# Text Preprocessing

Text preprocessing is done to remove unwanted characters, words or lines from the document before the extraction or classification is done. Although it is not a necessary step , adding text preprocessors will increase the accuracy of the task. Text preprocessors can be added only in [Regex Extractor](/getting-started/rpa-studio/document-ai/document-extractor/types/regex-extractor.md) and [Keyword Classifier](/getting-started/rpa-studio/document-ai/document-classifier/types/keyword-classifier.md).

{% hint style="info" %}
Preprocessing is applied in the order they appears in the preprocessors list. If there are two preprocessors, then the second preprocessor gets the output of the first preprocessor.&#x20;
{% endhint %}

**Line**

1. **Remove Lines**\
   Removes the specified lines.
   * **Contains**\
     Removes the lines which contains the specified words.
   * **Starts With**\
     Removes the lines which starts with the specified word.
   * **Ends With**\
     Removes the lines which ends with the specified word.
   * **With line numbers**\
     Remove all the lines with the specified line number.
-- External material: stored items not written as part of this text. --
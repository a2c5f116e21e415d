//! Base58 and Base58Check text encoding
//!
//! Base58Check(payload) = Base58(payload ‖ SHA256(SHA256(payload))[0..4])
//!
//! The checksum is the only integrity gate for WIF and address strings:
//! [`decode_check`] never hands out a payload whose checksum failed.

use crate::buffer::ByteBuffer;
use crate::constants::CHECKSUM_SIZE;
use crate::error::{PrimitivesError, Result};
use crate::hash::checksum;

/// Plain Base58: leading zero bytes map to leading '1' characters, the rest
/// is the big-endian integer written in base 58.
pub fn encode(data: &[u8]) -> String {
    bs58::encode(data).into_string()
}

/// Inverse of [`encode`]. Characters outside the alphabet are format errors.
pub fn decode(s: &str) -> Result<Vec<u8>> {
    Ok(bs58::decode(s).into_vec()?)
}

pub fn encode_check(payload: &[u8]) -> String {
    let mut data = Vec::with_capacity(payload.len() + CHECKSUM_SIZE);
    data.extend_from_slice(payload);
    data.extend_from_slice(&checksum(payload));
    encode(&data)
}

/// Decode a Base58Check string and verify its trailing checksum.
pub fn decode_check(s: &str) -> Result<ByteBuffer> {
    let mut data = decode(s)?;
    if data.len() < CHECKSUM_SIZE {
        return Err(PrimitivesError::Format(format!(
            "Base58Check data too short: {} bytes",
            data.len()
        )));
    }

    let split = data.len() - CHECKSUM_SIZE;
    let expected = checksum(&data[..split]);
    let actual = &data[split..];
    if expected[..] != *actual {
        log::debug!(
            "base58check checksum mismatch: expected {}, found {}",
            hex::encode(expected),
            hex::encode(actual)
        );
        return Err(PrimitivesError::Base58ChecksumFailure {
            expected: hex::encode(expected),
            actual: hex::encode(actual),
        });
    }

    data.truncate(split);
    Ok(ByteBuffer::new(data))
}
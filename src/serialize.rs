//! Uniform serialization views

use crate::buffer::ByteBuffer;

/// An entity with a deterministic binary form.
///
/// Implementors provide the canonical bytes once; callers pick the view
/// (raw bytes, hex text, length) explicitly.
pub trait Serializable {
    fn to_buffer(&self) -> ByteBuffer;

    fn to_bytes(&self) -> Vec<u8> {
        self.to_buffer().into_bytes()
    }

    fn to_hex(&self) -> String {
        self.to_buffer().to_hex()
    }

    /// Length of the binary form in bytes
    fn size(&self) -> usize {
        self.to_buffer().len()
    }

    /// Length of the hex form in characters
    fn hex_size(&self) -> usize {
        self.size() * 2
    }
}

impl Serializable for ByteBuffer {
    fn to_buffer(&self) -> ByteBuffer {
        self.clone()
    }
}
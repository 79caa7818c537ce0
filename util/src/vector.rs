use core::ops::{Add, AddAssign, Div, Index, IndexMut, Mul, Neg, Sub, SubAssign};

#[derive(Clone, Copy, PartialEq, Eq, PartialOrd, Ord, Hash, Debug)]
pub enum Axis {
    X,
    Y,
    Z,
}

impl Axis {
    /// In tie-break order.
    pub const ALL: [Axis; 3] = [Axis::X, Axis::Y, Axis::Z];
}

#[derive(Clone, Copy, PartialEq, Eq, Hash, Default, Debug)]
pub struct Vector3D<T> {
    pub x: T,
    pub y: T,
    pub z: T,
}

impl<T> Vector3D<T> {
    pub const fn new(x: T, y: T, z: T) -> Self {
        Self { x, y, z }
    }
}

impl<T: Copy> Vector3D<T> {
    pub fn splat(value: T) -> Self {
        Self::new(value, value, value)
    }
}

impl<T: Copy + Sub<Output = T> + Mul<Output = T>> Vector3D<T> {
    pub fn cross(self, rhs: Self) -> Self {
        Self::new(
            self.y * rhs.z - self.z * rhs.y,
            self.z * rhs.x - self.x * rhs.z,
            self.x * rhs.y - self.y * rhs.x,
        )
    }
}

impl<T> From<(T, T, T)> for Vector3D<T> {
    fn from((x, y, z): (T, T, T)) -> Self {
        Self::new(x, y, z)
    }
}

impl<T> From<[T; 3]> for Vector3D<T> {
    fn from([x, y, z]: [T; 3]) -> Self {
        Self::new(x, y, z)
    }
}

impl<T> Index<Axis> for Vector3D<T> {
    type Output = T;

    fn index(&self, axis: Axis) -> &T {
        match axis {
            Axis::X => &self.x,
            Axis::Y => &self.y,
            Axis::Z => &self.z,
        }
    }
}

impl<T> IndexMut<Axis> for Vector3D<T> {
    fn index_mut(&mut self, axis: Axis) -> &mut T {
        match axis {
            Axis::X => &mut self.x,
            Axis::Y => &mut self.y,
            Axis::Z => &mut self.z,
        }
    }
}

impl<T: Add<Output = T>> Add for Vector3D<T> {
    type Output = Self;

    fn add(self, rhs: Self) -> Self {
        Self::new(self.x + rhs.x, self.y + rhs.y, self.z + rhs.z)
    }
}

impl<T: Sub<Output = T>> Sub for Vector3D<T> {
    type Output = Self;

    fn sub(self, rhs: Self) -> Self {
        Self::new(self.x - rhs.x, self.y - rhs.y, self.z - rhs.z)
    }
}

impl<T: Neg<Output = T>> Neg for Vector3D<T> {
    type Output = Self;

    fn neg(self) -> Self {
        Self::new(-self.x, -self.y, -self.z)
    }
}

impl<T: Copy + Mul<U, Output = T>, U: Copy> Mul<U> for Vector3D<T> {
    type Output = Self;

    fn mul(self, rhs: U) -> Self {
        Self::new(self.x * rhs, self.y * rhs, self.z * rhs)
    }
}

impl<T: Copy + Div<U, Output = T>, U: Copy> Div<U> for Vector3D<T> {
    type Output = Self;

    fn div(self, rhs: U) -> Self {
        Self::new(self.x / rhs, self.y / rhs, self.z / rhs)
    }
}

impl<T: Copy + Add<Output = T>> AddAssign for Vector3D<T> {
    fn add_assign(&mut self, rhs: Self) {
        *self = *self + rhs;
    }
}

impl<T: Copy + Sub<Output = T>> SubAssign for Vector3D<T> {
    fn sub_assign(&mut self, rhs: Self) {
        *self = *self - rhs;
    }
}
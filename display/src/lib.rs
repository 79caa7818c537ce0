#![no_std]

mod command;
mod overlay;
mod writer;

pub use command::{
    fifo_pack, material_pack, normal_pack, rgb15, vertex_pack, GfxCommand, Primitive,
};
pub use overlay::{box_faces, draw_box, draw_trace, Face};
pub use writer::{DispWriter, WriterState, MIN_BUFFER_LENGTH};
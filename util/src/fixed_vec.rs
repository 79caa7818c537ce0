use core::fmt;
use core::ops::{Deref, DerefMut};

/// Stack-allocated vector with a compile-time capacity, for the per-frame
/// paths that must not allocate.
///
/// Capacities are sized from known worst cases, so running out of room is a
/// bug in the caller and `push` panics rather than dropping items.
#[derive(Clone)]
pub struct FixedVec<T, const N: usize> {
    items: [T; N],
    len: usize,
}

impl<T: Copy + Default, const N: usize> FixedVec<T, N> {
    pub fn new() -> Self {
        Self {
            items: [T::default(); N],
            len: 0,
        }
    }

    pub fn push(&mut self, item: T) {
        assert!(self.len < N, "FixedVec capacity of {} exceeded", N);
        self.items[self.len] = item;
        self.len += 1;
    }

    pub fn extend_from_slice(&mut self, items: &[T]) {
        for &item in items {
            self.push(item);
        }
    }
}

impl<T, const N: usize> FixedVec<T, N> {
    pub const fn capacity(&self) -> usize {
        N
    }

    pub fn clear(&mut self) {
        self.len = 0;
    }
}

impl<T: Copy + PartialEq, const N: usize> FixedVec<T, N> {
    /// Removes consecutive repeated items, like `Vec::dedup`.
    pub fn dedup(&mut self) {
        if self.len <= 1 {
            return;
        }

        let mut write = 1;
        for read in 1..self.len {
            if self.items[read] != self.items[write - 1] {
                self.items[write] = self.items[read];
                write += 1;
            }
        }
        self.len = write;
    }
}

impl<T: Copy + Default, const N: usize> Default for FixedVec<T, N> {
    fn default() -> Self {
        Self::new()
    }
}

impl<T, const N: usize> Deref for FixedVec<T, N> {
    type Target = [T];

    fn deref(&self) -> &[T] {
        &self.items[..self.len]
    }
}

impl<T, const N: usize> DerefMut for FixedVec<T, N> {
    fn deref_mut(&mut self) -> &mut [T] {
        &mut self.items[..self.len]
    }
}

impl<T: PartialEq, const N: usize> PartialEq for FixedVec<T, N> {
    fn eq(&self, other: &Self) -> bool {
        **self == **other
    }
}

impl<T: fmt::Debug, const N: usize> fmt::Debug for FixedVec<T, N> {
    fn fmt(&self, f: &mut fmt::Formatter<'_>) -> fmt::Result {
        f.debug_list().entries(self.iter()).finish()
    }
}
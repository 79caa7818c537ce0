#![no_std]

use agb_fixnum::Num;

mod aabb;
mod cell;
mod fixed_vec;
pub mod geometry;
mod vector;

pub use aabb::Aabb;
pub use cell::{Behaviour, Cell, CellFlags, Row};
pub use fixed_vec::FixedVec;
pub use vector::{Axis, Vector3D};

/// 20.12 signed fixed point, the handheld's native world unit.
pub type Number = Num<i32, 12>;
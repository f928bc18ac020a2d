use anyhow::{Context, Result};
use clap::{Parser, ValueEnum};
use portfolio_optimizer::config::{self, DEFAULT_FRONTIER_POINTS};
use portfolio_optimizer::report::{self, RunReport};
use portfolio_optimizer::{OptimizerConfig, PortfolioOptimizer, data, rebalance, recommend};
use rand::SeedableRng;
use rand::rngs::StdRng;
use std::path::PathBuf;
use tracing::{error, info};
use tracing_subscriber::EnvFilter;

#[derive(Clone, Copy, Debug, PartialEq, Eq, ValueEnum)]
enum Mode {
    MaxSharpe,
    MinVolatility,
    Frontier,
    Analyze,
    All,
}

#[derive(Parser, Debug)]
#[command(
    author,
    version,
    about = "Monte Carlo mean-variance portfolio optimizer",
    after_help = "EXAMPLES:
    # Optimize the built-in mock portfolio with a fixed seed
    cargo run --release -- --seed 42

    # Max-Sharpe allocation for your own holdings, as JSON
    cargo run --release -- --assets holdings.json --mode max-sharpe --json

    # 30-point efficient frontier using all CPU cores
    cargo run --release -- --mode frontier --points 30 --parallel"
)]
struct Args {
    /// JSON array of assets (symbol, name, quantity, purchasePrice, currentPrice, sector).
    /// Defaults to a generated mock portfolio.
    #[arg(long)]
    assets: Option<PathBuf>,

    /// Which computation to run
    #[arg(long, value_enum, default_value_t = Mode::All)]
    mode: Mode,

    /// Number of efficient-frontier points
    #[arg(long, default_value_t = DEFAULT_FRONTIER_POINTS)]
    points: usize,

    /// Seed for reproducible runs (overrides MPT_SEED and the config file)
    #[arg(long)]
    seed: Option<u64>,

    /// Spread trials across all CPU cores
    #[arg(long)]
    parallel: bool,

    /// JSON optimizer config file
    #[arg(long)]
    config: Option<PathBuf>,

    /// Print JSON instead of the framed report
    #[arg(long)]
    json: bool,

    /// Capital base for rebalancing actions (default: current portfolio value)
    #[arg(long)]
    capital: Option<f64>,

    /// Print the mock stock list and exit
    #[arg(long)]
    list_stocks: bool,
}

fn build_config(args: &Args) -> Result<OptimizerConfig> {
    let base = match &args.config {
        Some(path) => OptimizerConfig::load(path)
            .with_context(|| format!("reading config {}", path.display()))?,
        None => OptimizerConfig::default(),
    };
    let mut cfg = base.with_env_overrides().context("applying MPT_* overrides")?;
    if args.seed.is_some() {
        cfg.seed = args.seed;
    }
    if args.parallel {
        cfg.parallel = true;
    }
    Ok(cfg)
}

fn run(args: Args) -> Result<()> {
    if args.list_stocks {
        print!("{}", report::format_stocks(&data::mock_stocks()));
        return Ok(());
    }

    let cfg = build_config(&args)?;
    if cfg.parallel {
        config::init_cpu_parallelism();
    }

    let assets = match &args.assets {
        Some(path) => data::load_assets(path)
            .with_context(|| format!("loading assets from {}", path.display()))?,
        None => {
            let mut rng = match cfg.seed {
                Some(seed) => StdRng::seed_from_u64(seed),
                None => StdRng::from_entropy(),
            };
            let assets = data::mock_portfolio_assets(&mut rng);
            info!("Using mock portfolio with {} assets", assets.len());
            assets
        }
    };

    let portfolio_value = data::portfolio_value(&assets);
    let capital = args.capital.unwrap_or(portfolio_value);
    let mut optimizer = PortfolioOptimizer::new(assets, cfg)?;

    let mut out = RunReport {
        portfolio_value,
        sector_allocation: data::sector_allocation(optimizer.assets())?,
        ..RunReport::default()
    };

    let mode = args.mode;
    if matches!(mode, Mode::Analyze | Mode::All) {
        out.current = Some(optimizer.analyze_current_portfolio()?);
    }
    if matches!(mode, Mode::MaxSharpe | Mode::All) {
        out.max_sharpe = Some(optimizer.optimize_for_max_sharpe());
    }
    if matches!(mode, Mode::MinVolatility | Mode::All) {
        out.min_volatility = Some(optimizer.optimize_for_min_volatility());
    }
    if matches!(mode, Mode::Frontier | Mode::All) {
        out.efficient_frontier = optimizer.generate_efficient_frontier(args.points);
    }
    if let Some(best) = &out.max_sharpe {
        out.rebalance = rebalance::rebalance_plan(optimizer.assets(), &best.weights, Some(capital))?;
    }
    if let Some(current) = &out.current {
        out.recommendations = recommend::recommend(current, out.max_sharpe.as_ref());
    }

    if args.json {
        println!("{}", serde_json::to_string_pretty(&out)?);
        return Ok(());
    }

    let assets = optimizer.assets();
    print!("{}", report::format_sectors(&out.sector_allocation));
    if let Some(r) = &out.current {
        print!("{}", report::format_result("Current Portfolio", r, assets));
    }
    if let Some(r) = &out.max_sharpe {
        print!("{}", report::format_result("Maximum Sharpe Ratio", r, assets));
    }
    if let Some(r) = &out.min_volatility {
        print!("{}", report::format_result("Minimum Volatility", r, assets));
    }
    if !out.efficient_frontier.is_empty() {
        print!("{}", report::format_frontier(&out.efficient_frontier));
    }
    if !out.rebalance.is_empty() {
        print!("{}", report::format_rebalance(&out.rebalance, capital));
    }
    if !out.recommendations.is_empty() {
        print!("{}", report::format_recommendations(&out.recommendations));
    }
    println!();
    println!("⚠  Returns are synthesized from purchase and current prices. Not financial advice.");
    Ok(())
}

fn main() {
    let _ = dotenvy::dotenv();

    let env_filter = EnvFilter::try_from_default_env()
        .unwrap_or_else(|_| EnvFilter::new("portfolio_optimizer=info"));
    tracing_subscriber::fmt()
        .with_env_filter(env_filter)
        .with_writer(std::io::stderr)
        .init();

    let args = Args::parse();
    if let Err(e) = run(args) {
        error!("{:#}", e);
        std::process::exit(1);
    }
}
//! Monte Carlo mean-variance portfolio optimizer.
//!
//! Given an ordered list of [`Asset`]s, the engine synthesizes a year of daily
//! returns per asset, estimates means, standard deviations and a correlation
//! matrix, and then samples random long-only weight vectors to find:
//!
//! - the maximum Sharpe ratio allocation
//! - the minimum volatility allocation
//! - an efficient frontier sweep over target returns
//!
//! It can also evaluate the portfolio as currently held and turn that
//! evaluation into rule-based recommendations.
//!
//! ```rust,no_run
//! use portfolio_optimizer::{data, PortfolioOptimizer};
//!
//! let assets = data::mock_portfolio_assets(&mut rand::thread_rng());
//! let mut optimizer = PortfolioOptimizer::with_seed(assets, 42)?;
//! let best = optimizer.optimize_for_max_sharpe();
//! println!("Sharpe {:.2}", best.sharpe_ratio);
//! # Ok::<(), portfolio_optimizer::Error>(())
//! ```

pub mod config;
pub mod data;
pub mod optimizer;
pub mod portfolio;
pub mod rebalance;
pub mod recommend;
pub mod report;
pub mod stats;

pub use config::{FrontierFallback, OptimizerConfig};
pub use data::Asset;
pub use optimizer::{EfficientFrontierPoint, OptimizationResult, PortfolioOptimizer};
pub use portfolio::PortfolioMetrics;
pub use rebalance::RebalanceAction;
pub use recommend::{Priority, Recommendation, RecommendationKind};
pub use stats::{ReturnSource, ReturnStatistics, SyntheticReturns};

/// Errors raised by the optimizer library.
#[derive(Debug, thiserror::Error)]
pub enum Error {
    #[error("IO error: {0}")]
    Io(#[from] std::io::Error),

    #[error("JSON error: {0}")]
    Json(#[from] serde_json::Error),

    #[error("portfolio has no assets")]
    EmptyPortfolio,

    #[error("duplicate asset symbol: {0}")]
    DuplicateSymbol(String),

    #[error("invalid price for {symbol}: purchase={purchase_price}, current={current_price}")]
    InvalidPrice {
        symbol: String,
        purchase_price: f64,
        current_price: f64,
    },

    #[error("invalid quantity for {symbol}: {quantity}")]
    InvalidQuantity { symbol: String, quantity: f64 },

    #[error("return series for {symbol} has {actual} periods, expected {expected}")]
    SeriesLengthMismatch {
        symbol: String,
        expected: usize,
        actual: usize,
    },

    #[error("total portfolio value is not positive ({0})")]
    ZeroPortfolioValue(f64),

    #[error("invalid configuration: {0}")]
    InvalidConfig(String),
}

/// Result type for optimizer operations.
pub type Result<T> = std::result::Result<T, Error>;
For example to remove the First, third and Ninth lines specify the input as 1,9,10.

**Text**

1. **Replace Text**\
   Replaces the text or the text matched by the regular expression with the specified text.
2. **Remove Text**\
   Removes the text or the text matched by the regular expression.
3. **Remove from list**\
   Removes the list of words selected from a text file.

**Character**

1. **Remove Character**\
   Removes all the specified characters from the document text. For example to remove all ‘$’ , ‘5’ and ‘#’ characters, specify the input as ‘$#5’.


---

# Agent Instructions: Querying This Documentation

If you need additional information that is not directly available in this page, you can query the documentation dynamically by asking a question.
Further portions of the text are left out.